The team consists of 7 professionals: 3 Information Security Analysts, 2 SOC Analysts, an Application Security Analyst, and a Team Leader.
We work with Agile and Scrum methodologies, including 2-week sprints, grooming, quarter planning, and retrospectives. Our team utilizes Google Meet, Slack, TargetProcess, Wiki, and Confluence for collaboration.
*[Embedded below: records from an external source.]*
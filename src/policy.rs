//! Trip policy: how failures are counted while the circuit is closed.

use smallvec::SmallVec;
use std::time::{Duration, Instant};

/// How closed-state failures are counted against the failure threshold.
#[derive(Debug, Clone, Copy, PartialEq, Eq)]
pub enum FailureCounting {
    /// Any success resets the count.
    Consecutive,
    /// Failures inside the trailing window are counted, successes don't reset.
    RollingWindow(Duration),
}

/// Tracks closed-state failures and decides when the circuit trips.
#[derive(Debug, Clone)]
pub(crate) struct FailurePolicy {
    counting: FailureCounting,
    threshold: u32,
    // Timestamps of failures still inside the rolling window, oldest first.
    recent: SmallVec<[Instant; 16]>,
}

impl FailurePolicy {
    pub(crate) fn new(counting: FailureCounting, threshold: u32) -> Self {
        Self {
            counting,
            threshold,
            recent: SmallVec::new(),
        }
    }

    /// Registers a failure. Returns the counted failures once the threshold
    /// is reached, `None` while the circuit should stay closed.
    ///
    /// `consecutive` is the consecutive failure count including this failure.
    pub(crate) fn record_failure(&mut self, consecutive: u32, now: Instant) -> Option<u32> {
        let counted = match self.counting {
            FailureCounting::Consecutive => consecutive,
            FailureCounting::RollingWindow(window) => {
                self.evict(now, window);
                self.recent.push(now);
                u32::try_from(self.recent.len()).unwrap_or(u32::MAX)
            }
        };
        (counted >= self.threshold).then_some(counted)
    }

    /// Forgets every failure, used whenever the circuit changes state.
    pub(crate) fn reset(&mut self) {
        self.recent.clear();
    }

    fn evict(&mut self, now: Instant, window: Duration) {
        let Some(cutoff) = now.checked_sub(window) else {
            return;
        };
        let expired = self.recent.iter().take_while(|at| **at <= cutoff).count();
        if expired > 0 {
            self.recent.drain(..expired);
        }
    }
}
We operate in the GMT+3 time zone.
If you have a strong grasp of security best practices, excel in risk assessment, and thrive in collaborative environments, we invite you to join us in creating secure, innovative solutions that will enhance Quadcode’s security processes.

REQUIREMENTS

• Minimum 3 years of proven experience as an Application Security Analyst or in a similar role within application security.
• 3+ years of experience with software development methodologies and secure coding practices.
• Strong understanding of common application vulnerabilities, attack vectors, and mitigation techniques.
• 2+ years of experience with security tools, including SAST, SCA, DAST, and penetration testing tools.
• Proficiency in at least one programming language, such as Python or Go, with 2+ years of experience.
• Strong communication skills, problem-solving, teamwork, attention to detail, adaptability, and project execution skills.
• English proficiency at B1+ level (ability to read technical documentation and communicate with international teams).
• Fluent in Russian (at least C1 level).

• Work with development teams with a “shift-left approach” and integrate security best practices into the SDLC.
• Conduct security reviews at the design stage and prior to product deployment for both existing and new services.
• Integrate and maintain security processes and tools (SAST, SCA, Secret Scanning) into development pipelines.
• Develop and maintain an architecture security blueprint.
• Define and uphold information security requirements for products.
• Conduct penetration testing, simulating real-world attack scenarios.
• Manage the Bug Bounty program by processing reports from external researchers and overseeing vulnerability remediation.
• Conduct developer awareness programs to educate teams about common security pitfalls.
• Support AppSec tools/services and engage in research and development (R&D) for SDLC protection methodologies.
• Conduct Security Risk Assessment and Threat Modelling for applications.